(Beginning of Excerpted records)

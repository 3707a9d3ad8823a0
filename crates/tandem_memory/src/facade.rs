//! Memory facade: the single front door to coach memory.
//!
//! Hides the split between the volatile in-process service and the durable
//! persistence port, and enforces the resilience and privacy rules: every
//! port call goes through the circuit breaker, payloads are minimized before
//! they leave the process, and read paths with safe defaults never propagate
//! failures to callers.

use crate::breaker::CircuitBreaker;
use crate::service::{MemoryService, TRUST_RESET_REASON};
use crate::trace;
use std::future::Future;
use std::sync::Arc;
use std::time::Instant;
use tandem_core::{
    CoachLongTermContext, CoachMemoryEvent, CoachScreenContext, EmotionalState, EventRecord,
    ExplainabilityBinding, MemoryError, MemoryStore, RelationshipProfile, TandemConfig,
    TelemetrySink,
};

/// Fixed fallback when the journey summary is unavailable. Narrative text is
/// cosmetic, never load-bearing.
const GENERIC_NARRATIVE: &str = "Your journey so far shows steady effort and real progress.";

/// Execute a fallible async operation, log and count the failure, and return
/// the supplied default. The one swallow-and-log wrapper used for narrative,
/// explainability, and other non-load-bearing paths.
pub async fn best_effort<T, F>(telemetry: &dyn TelemetrySink, op: &'static str, default: T, fut: F) -> T
where
    F: Future<Output = Result<T, MemoryError>>,
{
    match fut.await {
        Ok(v) => v,
        Err(e) => {
            tracing::warn!(op, error = %e, "best-effort operation failed, using default");
            telemetry.increment("best_effort_failure", 1, &[("op", op)]);
            default
        }
    }
}

/// Trust adjustment signal from the runtime.
#[derive(Debug, Clone, serde::Serialize, serde::Deserialize)]
pub struct TrustSignal {
    pub delta: i32,
    pub reason: Option<String>,
}

impl TrustSignal {
    pub fn new(delta: i32, reason: impl Into<String>) -> Self {
        Self {
            delta,
            reason: Some(reason.into()),
        }
    }
}

pub struct CoachMemory {
    store: Arc<dyn MemoryStore>,
    service: MemoryService,
    breaker: CircuitBreaker,
    telemetry: Arc<dyn TelemetrySink>,
}

impl CoachMemory {
    pub fn new(
        store: Arc<dyn MemoryStore>,
        telemetry: Arc<dyn TelemetrySink>,
        config: &TandemConfig,
    ) -> Self {
        Self {
            store,
            service: MemoryService::new(),
            breaker: CircuitBreaker::new(config.breaker.clone()),
            telemetry,
        }
    }

    /// The volatile half, exposed for context assembly and tests.
    pub fn volatile(&self) -> &MemoryService {
        &self.service
    }

    /// Gate one port call behind the breaker and record the outcome.
    async fn guarded<T, F>(&self, call: F) -> Result<T, MemoryError>
    where
        F: Future<Output = anyhow::Result<T>>,
    {
        if !self.breaker.can_request() {
            return Err(MemoryError::CircuitOpen);
        }
        match call.await {
            Ok(v) => {
                self.breaker.record_success();
                Ok(v)
            }
            Err(e) => {
                self.breaker.record_failure();
                Err(MemoryError::Persistence(e))
            }
        }
    }

    /// Record a behavioral experience.
    ///
    /// The volatile copy is written unconditionally, even while the circuit
    /// is open, so the live session stays responsive during an outage. The
    /// durable write fails fast with [`MemoryError::CircuitOpen`] when the
    /// breaker refuses, and otherwise forwards a minimized envelope.
    pub async fn record_experience(
        &self,
        event: &CoachMemoryEvent,
        ctx: &CoachScreenContext,
    ) -> Result<(), MemoryError> {
        self.service.record_event(event).await;

        let explainability_ref = format!("{}:{}", event.kind(), event.occurred_at.timestamp());
        let record = EventRecord::minimized(event, &ctx.screen, Some(explainability_ref));
        self.guarded(self.store.persist_event_memory(&record)).await
    }

    /// Breaker-gated read of the durable long-term profile, timed against
    /// the `memory_fetch_time` budget.
    pub async fn load_coach_context(&self) -> Result<RelationshipProfile, MemoryError> {
        let started = Instant::now();
        let result = self.guarded(self.store.load_long_term_profile()).await;
        self.telemetry.track_timing(
            "memory_fetch_time",
            started.elapsed().as_millis() as u64,
            &[],
        );
        result.map(|mut profile| {
            profile.normalize();
            profile
        })
    }

    /// Update both trust models, timed against the `trust_update_time`
    /// budget. The volatile half is updated even when the durable call is
    /// refused or fails.
    pub async fn update_trust_model(&self, signal: TrustSignal) -> Result<(), MemoryError> {
        let started = Instant::now();
        self.service
            .update_trust(signal.delta, signal.reason.as_deref())
            .await;
        let result = self
            .guarded(
                self.store
                    .update_trust_curve(signal.delta, signal.reason.as_deref()),
            )
            .await;
        self.telemetry.track_timing(
            "trust_update_time",
            started.elapsed().as_millis() as u64,
            &[],
        );
        result
    }

    /// Update the emotional model on both halves: the volatile state first,
    /// then the breaker-gated durable baseline.
    pub async fn update_emotional_model(&self, state: EmotionalState) -> Result<(), MemoryError> {
        self.service.update_emotional_state(state).await;
        self.guarded(self.store.update_emotional_baseline(state)).await
    }

    /// Best-effort journey narrative; a fixed generic sentence on any
    /// failure.
    pub async fn long_term_narrative(&self) -> String {
        best_effort(
            self.telemetry.as_ref(),
            "journey_narrative",
            GENERIC_NARRATIVE.to_string(),
            self.guarded(self.store.summarize_user_journey()),
        )
        .await
    }

    /// Synthesize the explainability trace for a decision.
    ///
    /// The profile load is breaker-gated but non-fatal: on any failure the
    /// trace is built against neutral defaults, so this never throws from
    /// the runtime's perspective.
    pub async fn explainable_reasoning_trace(&self, decision_id: &str) -> ExplainabilityBinding {
        let profile = best_effort(
            self.telemetry.as_ref(),
            "trace_profile_load",
            RelationshipProfile::default(),
            self.guarded(self.store.load_long_term_profile()),
        )
        .await;
        trace::synthesize(decision_id, &profile)
    }

    /// Pass-through to the persistence port's assembled context.
    pub async fn coach_context_for_response(&self) -> Result<CoachLongTermContext, MemoryError> {
        self.guarded(self.store.coach_context_for_response()).await
    }

    /// Administrative reset of all coach memory, both halves.
    pub async fn clear_coach_history(&self) -> Result<(), MemoryError> {
        let result = self.guarded(self.store.clear_coach_memory()).await;
        self.service.reset().await;
        result
    }

    /// Administrative trust reset: delta 0 with the fixed `trust_reset`
    /// reason on both trust models. Clears safety mode.
    pub async fn clear_trust_model(&self) -> Result<(), MemoryError> {
        self.service.update_trust(0, Some(TRUST_RESET_REASON)).await;
        self.guarded(
            self.store
                .update_trust_curve(0, Some(TRUST_RESET_REASON)),
        )
        .await
    }
}
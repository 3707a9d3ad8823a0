//! Entitlement gate.
//!
//! The single enforcement point for premium-gated personalization. Applied
//! exactly once, as the final step of each runtime entry point; no other
//! module strips or withholds these fields.

use tandem_core::{CoachResponse, EmotionalState, SubscriptionTier, UiMode};

/// Neutralize a response for tiers without premium access.
///
/// The message, emotional state, and surface always remain present; only
/// personalization depth is removed. Idempotent and total over all tiers.
pub fn apply_entitlement_gate(response: &mut CoachResponse, tier: SubscriptionTier) {
    if tier.has_premium_access() {
        return;
    }

    response.emotional_state = EmotionalState::Neutral;
    response.ui_mode = UiMode::Support;
    response.personalization_basis.clear();
    response.data_sources.clear();
    response.trust_reason = None;
    if let Some(binding) = response.explainability.as_mut() {
        binding.clear_depth();
    }
}

#[cfg(test)]
mod tests {
    use super::*;
    use chrono::Utc;
    use tandem_core::{ExplainabilityBinding, MemoryLayer, MemoryRef, UiSurface};

    fn personalized_response() -> CoachResponse {
        let mut r = CoachResponse::new(
            "Strong week.",
            EmotionalState::Confident,
            UiSurface::Card,
            UiMode::Celebrate,
        );
        r.personalization_basis = vec!["relationship_profile".into()];
        r.data_sources = vec!["behavior_log".into()];
        r.trust_reason = Some("consistent logging".into());
        let mut binding = ExplainabilityBinding::minimal("workout_completed:1");
        binding.memory_refs.push(MemoryRef {
            ref_id: "mem_1".into(),
            summary: "prior PR".into(),
            occurred_at: Utc::now(),
            layer: MemoryLayer::Episodic,
            tags: vec!["workout".into()],
        });
        r.explainability = Some(binding);
        r
    }

    #[test]
    fn test_free_tier_is_neutralized() {
        let mut r = personalized_response();
        apply_entitlement_gate(&mut r, SubscriptionTier::Free);
        assert_eq!(r.emotional_state, EmotionalState::Neutral);
        assert_eq!(r.ui_mode, UiMode::Support);
        assert!(r.personalization_basis.is_empty());
        assert!(r.data_sources.is_empty());
        assert!(r.trust_reason.is_none());
        // Binding stays present but depth-stripped
        let binding = r.explainability.as_ref().unwrap();
        assert!(binding.memory_refs.is_empty());
        // Message and surface survive
        assert!(!r.message.is_empty());
    }

    #[test]
    fn test_premium_tiers_pass_through() {
        for tier in [
            SubscriptionTier::Premium,
            SubscriptionTier::Trial,
            SubscriptionTier::Grace,
        ] {
            let mut r = personalized_response();
            apply_entitlement_gate(&mut r, tier);
            assert_eq!(r.emotional_state, EmotionalState::Confident);
            assert!(!r.personalization_basis.is_empty());
            assert!(r.trust_reason.is_some());
        }
    }

    #[test]
    fn test_gate_is_idempotent() {
        let mut once = personalized_response();
        apply_entitlement_gate(&mut once, SubscriptionTier::Expired);
        let mut twice = once.clone();
        apply_entitlement_gate(&mut twice, SubscriptionTier::Expired);
        assert_eq!(once, twice);
    }
}
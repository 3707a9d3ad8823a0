//! Circuit breaker guarding calls to the durable memory store.
//!
//! One instance per logical dependency. Counts consecutive failures; after
//! `failure_threshold` of them the circuit opens and all requests are
//! refused until `reset_timeout` elapses, at which point a single half-open
//! probe is allowed through. A probe failure re-opens the circuit and
//! restarts the timer; a probe success closes it and zeroes the counter.

use std::sync::{Arc, Mutex};
use std::time::Instant;
use tandem_core::BreakerConfig;
use tracing::{info, warn};

/// Circuit state.
#[derive(Debug, Clone)]
enum State {
    /// Normal operation, counting consecutive failures.
    Closed { failures: u32 },
    /// Tripped: all requests are refused until the reset window elapses.
    Open { tripped_at: Instant },
    /// Reset window elapsed: exactly one probe request is in flight.
    HalfOpen,
}

impl Default for State {
    fn default() -> Self {
        Self::Closed { failures: 0 }
    }
}

/// Thread-safe failure-isolation primitive.
#[derive(Debug, Clone)]
pub struct CircuitBreaker {
    config: BreakerConfig,
    state: Arc<Mutex<State>>,
}

impl CircuitBreaker {
    pub fn new(config: BreakerConfig) -> Self {
        Self {
            config,
            state: Arc::new(Mutex::new(State::default())),
        }
    }

    /// Check whether a request may proceed.
    ///
    /// Returns `true` while Closed, and once per reset window while Open
    /// (transitioning to HalfOpen for a single probe). While a probe is in
    /// flight, additional callers are refused until it resolves.
    pub fn can_request(&self) -> bool {
        let Ok(mut guard) = self.state.lock() else {
            return true; // If mutex is poisoned, allow the request
        };
        let state = &mut *guard;

        match state {
            State::Closed { .. } => true,
            State::Open { tripped_at } => {
                if tripped_at.elapsed() >= self.config.reset_timeout() {
                    info!("memory circuit half-open, allowing probe request");
                    *state = State::HalfOpen;
                    true
                } else {
                    false
                }
            }
            State::HalfOpen => false,
        }
    }

    /// Record a successful request. Closes the circuit and zeroes the
    /// consecutive-failure counter.
    pub fn record_success(&self) {
        let Ok(mut state) = self.state.lock() else {
            return;
        };
        let was_half_open = matches!(&*state, State::HalfOpen);
        *state = State::Closed { failures: 0 };
        if was_half_open {
            info!("memory circuit recovered (half-open probe succeeded)");
        }
    }

    /// Record a failed request. May trip the circuit.
    pub fn record_failure(&self) {
        let Ok(mut guard) = self.state.lock() else {
            return;
        };
        let state = &mut *guard;

        match state {
            State::Closed { failures } => {
                *failures += 1;
                if *failures >= self.config.failure_threshold {
                    warn!(
                        failures = *failures,
                        reset_ms = self.config.reset_timeout_ms,
                        "memory circuit tripped; durable store calls paused"
                    );
                    *state = State::Open {
                        tripped_at: Instant::now(),
                    };
                }
            }
            State::HalfOpen => {
                warn!(
                    reset_ms = self.config.reset_timeout_ms,
                    "memory circuit half-open probe failed; re-tripped"
                );
                *state = State::Open {
                    tripped_at: Instant::now(),
                };
            }
            State::Open { .. } => {
                // Already open; nothing to do.
            }
        }
    }
}

impl Default for CircuitBreaker {
    fn default() -> Self {
        Self::new(BreakerConfig::default())
    }
}
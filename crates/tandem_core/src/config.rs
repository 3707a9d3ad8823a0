use anyhow::{Context, Result};
use serde::Deserialize;
use std::collections::HashMap;
use std::path::Path;
use std::time::Duration;

// ============================================================================
// Top-level config
// ============================================================================

#[derive(Debug, Clone, Default, Deserialize)]
#[serde(default)]
pub struct TandemConfig {
    pub breaker: BreakerConfig,
    pub telemetry: TelemetryConfig,
}

impl TandemConfig {
    /// Load config from a TOML file, falling back to defaults for missing
    /// fields. After loading, env var overrides are applied.
    pub fn load<P: AsRef<Path>>(path: P) -> Result<Self> {
        let content = std::fs::read_to_string(path.as_ref())
            .with_context(|| format!("Failed to read config file: {}", path.as_ref().display()))?;
        let mut config: TandemConfig =
            toml::from_str(&content).with_context(|| "Failed to parse TOML config")?;
        config.apply_env_overrides();
        Ok(config)
    }

    /// Try to load from path; if the file doesn't exist, return defaults
    /// with env overrides.
    pub fn load_or_default<P: AsRef<Path>>(path: P) -> Self {
        match Self::load(path) {
            Ok(cfg) => cfg,
            Err(e) => {
                tracing::info!("Config file not found or invalid ({}), using defaults", e);
                let mut cfg = Self::default();
                cfg.apply_env_overrides();
                cfg
            }
        }
    }

    /// Apply environment variable overrides on top of file-based config.
    fn apply_env_overrides(&mut self) {
        if let Ok(v) = std::env::var("TANDEM_BREAKER_THRESHOLD") {
            if let Ok(n) = v.parse() {
                self.breaker.failure_threshold = n;
            }
        }
        if let Ok(v) = std::env::var("TANDEM_BREAKER_RESET_MS") {
            if let Ok(n) = v.parse() {
                self.breaker.reset_timeout_ms = n;
            }
        }
    }
}

// ============================================================================
// Sub-configs
// ============================================================================

/// Per-instance circuit breaker configuration; one breaker per logical
/// dependency.
#[derive(Debug, Clone, Deserialize)]
#[serde(default)]
pub struct BreakerConfig {
    /// Consecutive failures before the circuit opens.
    pub failure_threshold: u32,
    /// How long the circuit stays open before allowing a probe.
    pub reset_timeout_ms: u64,
}

impl Default for BreakerConfig {
    fn default() -> Self {
        Self {
            failure_threshold: 3,
            reset_timeout_ms: 8_000,
        }
    }
}

impl BreakerConfig {
    pub fn reset_timeout(&self) -> Duration {
        Duration::from_millis(self.reset_timeout_ms)
    }
}

#[derive(Debug, Clone, Deserialize)]
#[serde(default)]
pub struct TelemetryConfig {
    /// Metric name → budget in milliseconds.
    pub budgets_ms: HashMap<String, u64>,
}

impl Default for TelemetryConfig {
    fn default() -> Self {
        Self {
            budgets_ms: crate::telemetry::default_budgets(),
        }
    }
}

#[cfg(test)]
mod tests {
    use super::*;

    #[test]
    fn test_defaults() {
        let cfg = TandemConfig::default();
        assert_eq!(cfg.breaker.failure_threshold, 3);
        assert_eq!(cfg.breaker.reset_timeout_ms, 8_000);
        assert_eq!(cfg.breaker.reset_timeout(), Duration::from_millis(8_000));
        assert!(cfg.telemetry.budgets_ms.contains_key("memory_fetch_time"));
    }

    #[test]
    fn test_partial_toml_falls_back_to_defaults() {
        let cfg: TandemConfig = toml::from_str(
            r#"
            [breaker]
            failure_threshold = 5
            "#,
        )
        .unwrap();
        assert_eq!(cfg.breaker.failure_threshold, 5);
        assert_eq!(cfg.breaker.reset_timeout_ms, 8_000);
    }

    #[test]
    fn test_budget_override() {
        let cfg: TandemConfig = toml::from_str(
            r#"
            [telemetry.budgets_ms]
            memory_fetch_time = 150
            "#,
        )
        .unwrap();
        assert_eq!(cfg.telemetry.budgets_ms["memory_fetch_time"], 150);
    }
}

(End of Excerpted records)

* Task statement
From the opening line of the data above through the line holding "are minimized before", give every line again exactly as it stands.

* Solution to the problem
repository 3707a9d3ad8823a0
filename crates/tandem_memory/src/facade.rs
//! Memory facade: the single front door to coach memory.
//!
//! Hides the split between the volatile in-process service and the durable
//! persistence port, and enforces the resilience and privacy rules: every
//! port call goes through the circuit breaker, payloads are minimized before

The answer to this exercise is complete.